Binge Eating Disorder (BED) is characterized by frequent episodes of out-of-control eating (American Psychological Association, 2010).  Unlike individuals who participate in bulimic behavior, those with BED do not purge themselves of excess caloric intake through self-induced vomiting or excessive exercise. (American Psychological Association, 2010)

Symptoms include eating large amounts of food, eating even when you are full, eating rapidly during binge episodes, feeling that your eating is out of control, eating a lot even when you are not hungry, frequent dieting (especially dieting that does not result in weight loss), frequent eating alone, and frequent negative feelings toward your eating habits (Mayo Clinic, 2010). 

Recurrent binge eating is typically seen in overweight or obese people, although those of normal weight have also been known to be affected by BED (DeAngelis, 2002).

Those affected by BED are also likely to display distorted attitudes toward eating, shape or weight, and show signs of mood symptoms such as depression and anxiety (DeAngelis, 2002).  An individual who displays one or more symptom of BED is encouraged to seek medical care, because this is not something that, in all likelihood, will improve on its own.
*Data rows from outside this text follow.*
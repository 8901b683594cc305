//! Anchor-role tracking: peer anchors, peer navigators and campaign readiness

use crate::core::{Destination, Peer, PeerId, Role};
use crate::measurement::{AggregateStatistics, DistanceObservation, GroundTruthTable};
use crate::tracking::PeerCollection;
use std::collections::BTreeSet;
use tracing::debug;

/// Campaign transition decided by a role tracker
#[derive(Debug, Clone, PartialEq)]
pub enum CampaignChange {
    /// Start with these participants and their known positions
    Start(Vec<(PeerId, Option<Destination>)>),
    End,
}

#[derive(Debug)]
pub struct AnchorTracker {
    local: PeerId,
    destination: Option<Destination>,
    anchors: PeerCollection,
    navigators: PeerCollection,
    required: BTreeSet<Destination>,
    ground_truth: GroundTruthTable,
    statistics: AggregateStatistics,
    campaign_active: bool,
}

impl AnchorTracker {
    pub fn new(
        local: PeerId,
        destination: Option<Destination>,
        required: &[Destination],
        ground_truth: GroundTruthTable,
        max_timeout_retries: u32,
    ) -> Self {
        Self {
            local,
            destination,
            anchors: PeerCollection::new("anchors", max_timeout_retries),
            navigators: PeerCollection::new("navigators", max_timeout_retries),
            required: required.iter().copied().collect(),
            ground_truth,
            statistics: AggregateStatistics::default(),
            campaign_active: false,
        }
    }

    pub fn local(&self) -> &PeerId {
        &self.local
    }

    pub fn destination(&self) -> Option<Destination> {
        self.destination
    }

    pub fn set_destination(&mut self, destination: Option<Destination>) {
        self.destination = destination;
    }

    pub fn anchors(&self) -> &PeerCollection {
        &self.anchors
    }

    pub fn navigators(&self) -> &PeerCollection {
        &self.navigators
    }

    /// Collection holding peers of `role`
    pub fn collection_mut(&mut self, role: Role) -> &mut PeerCollection {
        match role {
            Role::Anchor => &mut self.anchors,
            Role::Navigator => &mut self.navigators,
        }
    }

    /// Collection currently tracking `peer`
    pub fn collection_of(&mut self, peer: &PeerId) -> Option<&mut PeerCollection> {
        if self.anchors.contains(peer) {
            Some(&mut self.anchors)
        } else if self.navigators.contains(peer) {
            Some(&mut self.navigators)
        } else {
            None
        }
    }

    pub fn statistics(&self) -> &AggregateStatistics {
        &self.statistics
    }

    pub fn is_campaign_active(&self) -> bool {
        self.campaign_active
    }

    fn expected_distance(&self, peer: &Peer) -> Option<f64> {
        self.ground_truth.lookup(self.destination?, peer.destination()?)
    }

    /// Recompute the multi-anchor means over anchors with a known destination
    pub fn recompute_statistics(&mut self) -> &AggregateStatistics {
        let observations: Vec<DistanceObservation> = self
            .anchors
            .connected()
            .filter_map(|peer| {
                Some(DistanceObservation {
                    measured: f64::from(peer.last_distance()?),
                    expected: self.expected_distance(peer)?,
                })
            })
            .collect();
        self.statistics = AggregateStatistics::from_observations(&observations);
        &self.statistics
    }

    /// Self plus connected anchors with a known destination
    pub fn positioned_participants(&self) -> Vec<(PeerId, Option<Destination>)> {
        let mut participants: Vec<(PeerId, Option<Destination>)> = self
            .anchors
            .connected()
            .filter(|peer| peer.destination().is_some())
            .map(|peer| (peer.id(), peer.destination()))
            .collect();
        if self.destination.is_some() {
            participants.push((self.local.clone(), self.destination));
        }
        participants
    }

    /// Every required destination is held by this device or a connected anchor
    pub fn required_set_present(&self) -> bool {
        let present: BTreeSet<Destination> = self
            .positioned_participants()
            .into_iter()
            .filter_map(|(_, destination)| destination)
            .collect();
        self.required.is_subset(&present)
    }

    /// Start once the required set is complete, end when it breaks
    pub fn evaluate_campaign(&mut self) -> Option<CampaignChange> {
        let complete = self.required_set_present();
        if complete && !self.campaign_active {
            self.campaign_active = true;
            let participants = self.positioned_participants();
            debug!(participants = participants.len(), "required anchor set present");
            return Some(CampaignChange::Start(participants));
        }
        if !complete && self.campaign_active {
            self.campaign_active = false;
            debug!("required anchor set broken");
            return Some(CampaignChange::End);
        }
        None
    }

    pub fn reset_campaign(&mut self) {
        self.campaign_active = false;
    }
}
This is thought to be true because after a binge episode it is common for an individual to try to diet or eat normal meals.  The caloric restriction will then often trigger more binge eating, which creates a vicious cycle (Mayo Clinic, 2010).  In fact, some reports suggest that extreme caloric restriction in itself can trigger binge eating because it disrupts our natural hunger and satiety cues (White et al, 2009).  It can also be noted that those with BED are more likely to become overweight at a younger age, more likely to begin dieting at a younger age, and more likely to spend more time in unproductive weight-loss programs or treatments (Gibney et al, 2005).